- Opening Delimiter -
//! Highlight import/export
//!
//! Export wraps a collection in the highlight document envelope. Import is
//! all or nothing: the bytes must be JSON (`MalformedDocument` otherwise),
//! the envelope must have the `{ pdfId: string, highlights: [object] }`
//! shape, and every entry must satisfy the highlight schema
//! (`SchemaViolation` otherwise). [`merge`] then re-checks each entry and
//! drops duplicates without aborting the batch.

use std::collections::HashSet;

use chrono::NaiveDate;
use serde::Deserialize;
use serde_json::Value;

use crate::error::{ReaderError, Result};
use crate::highlights::{Highlight, HighlightColor, HighlightDocument};

/// A document whose envelope and entries all passed validation
#[derive(Debug, Clone)]
pub struct ImportedDocument {
    /// Document id the highlights were exported from
    pub document_id: String,
    /// Raw entries, in file order
    pub entries: Vec<Value>,
}

/// Why an incoming entry was left out of a merge
#[derive(Debug, Clone, PartialEq, Eq, thiserror::Error)]
pub enum EntryRejection {
    /// Missing field, wrong JSON type or malformed value
    #[error("{0}")]
    Schema(String),
    /// Field parsed but its value is out of range
    #[error("{0} is out of range")]
    OutOfRange(&'static str),
    /// Color outside the highlight palette
    #[error("unknown color {0}")]
    UnknownColor(String),
    /// Id already present
    #[error("duplicate id {0}")]
    Duplicate(String),
}

/// Result of merging an import into an existing collection
#[derive(Debug, Clone)]
pub struct MergeOutcome {
    pub merged: Vec<Highlight>,
    /// Incoming entries appended
    pub added: usize,
    /// Incoming entries dropped, with the reason
    pub rejected: Vec<EntryRejection>,
}

/// Wire form of an incoming highlight.
///
/// Unlike [`Highlight`], every field is required, including the recorded
/// canvas size. Unknown fields are ignored.
#[derive(Debug, Deserialize)]
#[serde(rename_all = "camelCase")]
struct IncomingHighlight {
    id: String,
    page_number: u32,
    x: f64,
    y: f64,
    width: f64,
    height: f64,
    color: String,
    timestamp: f64,
    original_canvas_width: f64,
    original_canvas_height: f64,
}

/// Wrap a collection in the export envelope
pub fn export(document_id: &str, highlights: &[Highlight]) -> HighlightDocument {
    HighlightDocument {
        pdf_id: document_id.to_string(),
        highlights: highlights.to_vec(),
    }
}

/// Pretty-printed JSON export text
pub fn export_json(document_id: &str, highlights: &[Highlight]) -> Result<String> {
    Ok(serde_json::to_string_pretty(&export(document_id, highlights))?)
}

/// `highlights-{document id}-{YYYY-MM-DD}.json`
pub fn export_file_name(document_id: &str, date: NaiveDate) -> String {
    format!("highlights-{}-{}.json", document_id, date.format("%Y-%m-%d"))
}

/// Parse and validate an externally supplied highlight document
pub fn import(raw: &[u8]) -> Result<ImportedDocument> {
    let value: Value =
        serde_json::from_slice(raw).map_err(|e| ReaderError::MalformedDocument(e.to_string()))?;

    let Value::Object(mut envelope) = value else {
        return Err(ReaderError::SchemaViolation(
            "document is not an object".to_string(),
        ));
    };

    let document_id = match envelope.remove("pdfId") {
        Some(Value::String(id)) => id,
        Some(_) => {
            return Err(ReaderError::SchemaViolation(
                "pdfId is not a string".to_string(),
            ))
        }
        None => return Err(ReaderError::SchemaViolation("pdfId is missing".to_string())),
    };

    let entries = match envelope.remove("highlights") {
        Some(Value::Array(entries)) => entries,
        Some(_) => {
            return Err(ReaderError::SchemaViolation(
                "highlights is not an array".to_string(),
            ))
        }
        None => {
            return Err(ReaderError::SchemaViolation(
                "highlights is missing".to_string(),
            ))
        }
    };

    for (index, entry) in entries.iter().enumerate() {
        if let Err(reason) = validate_entry(entry) {
            return Err(ReaderError::SchemaViolation(format!(
                "highlights[{}]: {}",
                index, reason
            )));
        }
    }

    tracing::info!(
        document_id = %document_id,
        entries = entries.len(),
        "Parsed highlight document"
    );

    Ok(ImportedDocument {
        document_id,
        entries,
    })
}

/// Validate one incoming highlight against the highlight schema
pub fn validate_entry(entry: &Value) -> std::result::Result<Highlight, EntryRejection> {
    let incoming = IncomingHighlight::deserialize(entry)
        .map_err(|e| EntryRejection::Schema(e.to_string()))?;

    let color = HighlightColor::parse(&incoming.color)
        .ok_or(EntryRejection::UnknownColor(incoming.color))?;
    if incoming.page_number < 1 {
        return Err(EntryRejection::OutOfRange("pageNumber"));
    }
    if incoming.width < 0.0 {
        return Err(EntryRejection::OutOfRange("width"));
    }
    if incoming.height < 0.0 {
        return Err(EntryRejection::OutOfRange("height"));
    }

    Ok(Highlight {
        id: incoming.id,
        page_number: incoming.page_number,
        x: incoming.x,
        y: incoming.y,
        width: incoming.width,
        height: incoming.height,
        color,
        timestamp: incoming.timestamp as i64,
        original_canvas_width: incoming.original_canvas_width,
        original_canvas_height: incoming.original_canvas_height,
    })
}

/// Append every valid, previously unseen incoming entry after `existing`.
///
/// Existing entries keep their order and come first; survivors keep their
/// relative order. An id repeated within `incoming` is kept only once.
pub fn merge(existing: &[Highlight], incoming: &[Value]) -> MergeOutcome {
    let mut seen: HashSet<String> = existing.iter().map(|h| h.id.clone()).collect();
    let mut accepted = Vec::new();
    let mut rejected = Vec::new();

    for entry in incoming {
        let highlight = match validate_entry(entry) {
            Ok(h) => h,
            Err(reason) => {
                tracing::debug!("Dropping invalid entry: {:?}", reason);
                rejected.push(reason);
                continue;
            }
        };
        if !seen.insert(highlight.id.clone()) {
            tracing::debug!(id = %highlight.id, "Dropping duplicate entry");
            rejected.push(EntryRejection::Duplicate(highlight.id));
            continue;
        }
        accepted.push(highlight);
    }

    let added = accepted.len();
    let mut merged = existing.to_vec();
    merged.extend(accepted);

    MergeOutcome {
        merged,
        added,
        rejected,
    }
}

#[cfg(test)]
mod tests {
    use super::*;
    use serde_json::json;

    fn highlight(id: &str) -> Highlight {
        Highlight {
            id: id.to_string(),
            page_number: 1,
            x: 0.1,
            y: 0.2,
            width: 0.3,
            height: 0.05,
            color: HighlightColor::Yellow,
            timestamp: 1_700_000_000_000,
            original_canvas_width: 600.0,
            original_canvas_height: 800.0,
        }
    }

    fn entry(id: &str) -> Value {
        serde_json::to_value(highlight(id)).unwrap()
    }

    #[test]
    fn test_export_shape() {
        let text = export_json("book-1", &[highlight("a")]).unwrap();
        let value: Value = serde_json::from_str(&text).unwrap();

        assert_eq!(value["pdfId"], "book-1");
        assert_eq!(value["highlights"][0]["id"], "a");
        assert_eq!(value["highlights"][0]["color"], "#FBBF24");
        assert!(text.contains('\n'));
    }

    #[test]
    fn test_export_file_name() {
        let date = NaiveDate::from_ymd_opt(2026, 3, 9).unwrap();
        assert_eq!(
            export_file_name("calculo-1", date),
            "highlights-calculo-1-2026-03-09.json"
        );
    }

    #[test]
    fn test_import_malformed() {
        let cases: [&[u8]; 3] = [b"{\"pdfId\": ", b"", b"not json at all"];
        for raw in cases {
            assert!(matches!(import(raw), Err(ReaderError::MalformedDocument(_))));
        }
    }

    #[test]
    fn test_import_schema_violation() {
        let cases = [
            json!([1, 2, 3]),
            json!({ "highlights": [] }),
            json!({ "pdfId": 7, "highlights": [] }),
            json!({ "pdfId": "book-1" }),
            json!({ "pdfId": "book-1", "highlights": {} }),
            json!({ "pdfId": "book-1", "highlights": [entry("a"), "oops"] }),
        ];

        for case in cases {
            let raw = serde_json::to_vec(&case).unwrap();
            assert!(
                matches!(import(&raw), Err(ReaderError::SchemaViolation(_))),
                "{}",
                case
            );
        }
    }

    #[test]
    fn test_import_carries_valid_entries() {
        let raw = serde_json::to_vec(&json!({
            "pdfId": "book-2",
            "highlights": [entry("a"), entry("b")]
        }))
        .unwrap();

        let doc = import(&raw).unwrap();
        assert_eq!(doc.document_id, "book-2");
        assert_eq!(doc.entries.len(), 2);
    }

    #[test]
    fn test_one_bad_entry_rejects_whole_import() {
        let mut no_color = entry("no-color");
        no_color.as_object_mut().unwrap().remove("color");
        let raw = serde_json::to_vec(&json!({
            "pdfId": "book-1",
            "highlights": [entry("ok"), no_color]
        }))
        .unwrap();

        match import(&raw) {
            Err(ReaderError::SchemaViolation(reason)) => {
                assert!(reason.starts_with("highlights[1]"), "{}", reason);
                assert!(reason.contains("color"), "{}", reason);
            }
            other => panic!("expected schema violation, got {:?}", other),
        }
    }

    #[test]
    fn test_reimporting_own_export_adds_nothing() {
        let existing = vec![highlight("a"), highlight("b"), highlight("c")];
        let text = export_json("book-1", &existing).unwrap();
        let doc = import(text.as_bytes()).unwrap();

        let outcome = merge(&existing, &doc.entries);
        assert_eq!(outcome.merged, existing);
        assert_eq!(outcome.added, 0);
        assert_eq!(outcome.rejected.len(), 3);
    }

    #[test]
    fn test_merge_dedup_preserves_order() {
        let existing = vec![highlight("a"), highlight("b")];
        let incoming = vec![entry("b"), entry("c")];

        let outcome = merge(&existing, &incoming);
        let ids: Vec<_> = outcome.merged.iter().map(|h| h.id.as_str()).collect();

        assert_eq!(ids, vec!["a", "b", "c"]);
        assert_eq!(outcome.added, 1);
        assert_eq!(
            outcome.rejected,
            vec![EntryRejection::Duplicate("b".to_string())]
        );
    }

    #[test]
    fn test_merge_drops_entry_missing_color() {
        let mut no_color = entry("z");
        no_color.as_object_mut().unwrap().remove("color");

        let outcome = merge(&[highlight("a")], &[no_color, entry("y")]);
        let ids: Vec<_> = outcome.merged.iter().map(|h| h.id.as_str()).collect();

        assert_eq!(ids, vec!["a", "y"]);
        assert_eq!(outcome.rejected.len(), 1);
        assert!(matches!(outcome.rejected[0], EntryRejection::Schema(_)));
    }

    #[test]
    fn test_merge_repeated_incoming_id_kept_once() {
        let outcome = merge(&[], &[entry("x"), entry("x")]);
        assert_eq!(outcome.merged.len(), 1);
        assert_eq!(outcome.added, 1);
    }

    #[test]
    fn test_validate_entry_field_types() {
        let mut wrong_type = entry("a");
        wrong_type["x"] = json!("0.1");
        assert!(matches!(
            validate_entry(&wrong_type),
            Err(EntryRejection::Schema(_))
        ));

        let mut bad_page = entry("a");
        bad_page["pageNumber"] = json!(0);
        assert_eq!(
            validate_entry(&bad_page),
            Err(EntryRejection::OutOfRange("pageNumber"))
        );

        let mut negative_width = entry("a");
        negative_width["width"] = json!(-0.2);
        assert_eq!(
            validate_entry(&negative_width),
            Err(EntryRejection::OutOfRange("width"))
        );

        let mut bad_color = entry("a");
        bad_color["color"] = json!("#123456");
        assert_eq!(
            validate_entry(&bad_color),
            Err(EntryRejection::UnknownColor("#123456".to_string()))
        );

        let mut no_size = entry("a");
        no_size.as_object_mut().unwrap().remove("originalCanvasHeight");
        match validate_entry(&no_size) {
            Err(EntryRejection::Schema(reason)) => {
                assert!(reason.contains("originalCanvasHeight"), "{}", reason)
            }
            other => panic!("expected schema rejection, got {:?}", other),
        }

        let mut extra = entry("a");
        extra["note"] = json!("kept elsewhere");
        assert_eq!(validate_entry(&extra), Ok(highlight("a")));

        assert_eq!(validate_entry(&entry("a")), Ok(highlight("a")));
    }
}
- Closing Delimiter -
### Problem
Repeat exactly the lines of the listing from its first line through the line that holds "Incoming entries appended". Nothing else should appear.

### Answer to this problem
//! Highlight import/export
//!
//! Export wraps a collection in the highlight document envelope. Import is
//! all or nothing: the bytes must be JSON (`MalformedDocument` otherwise),
//! the envelope must have the `{ pdfId: string, highlights: [object] }`
//! shape, and every entry must satisfy the highlight schema
//! (`SchemaViolation` otherwise). [`merge`] then re-checks each entry and
//! drops duplicates without aborting the batch.

use std::collections::HashSet;

use chrono::NaiveDate;
use serde::Deserialize;
use serde_json::Value;

use crate::error::{ReaderError, Result};
use crate::highlights::{Highlight, HighlightColor, HighlightDocument};

/// A document whose envelope and entries all passed validation
#[derive(Debug, Clone)]
pub struct ImportedDocument {
    /// Document id the highlights were exported from
    pub document_id: String,
    /// Raw entries, in file order
    pub entries: Vec<Value>,
}

/// Why an incoming entry was left out of a merge
#[derive(Debug, Clone, PartialEq, Eq, thiserror::Error)]
pub enum EntryRejection {
    /// Missing field, wrong JSON type or malformed value
    #[error("{0}")]
    Schema(String),
    /// Field parsed but its value is out of range
    #[error("{0} is out of range")]
    OutOfRange(&'static str),
    /// Color outside the highlight palette
    #[error("unknown color {0}")]
    UnknownColor(String),
    /// Id already present
    #[error("duplicate id {0}")]
    Duplicate(String),
}

/// Result of merging an import into an existing collection
#[derive(Debug, Clone)]
pub struct MergeOutcome {
    pub merged: Vec<Highlight>,
    /// Incoming entries appended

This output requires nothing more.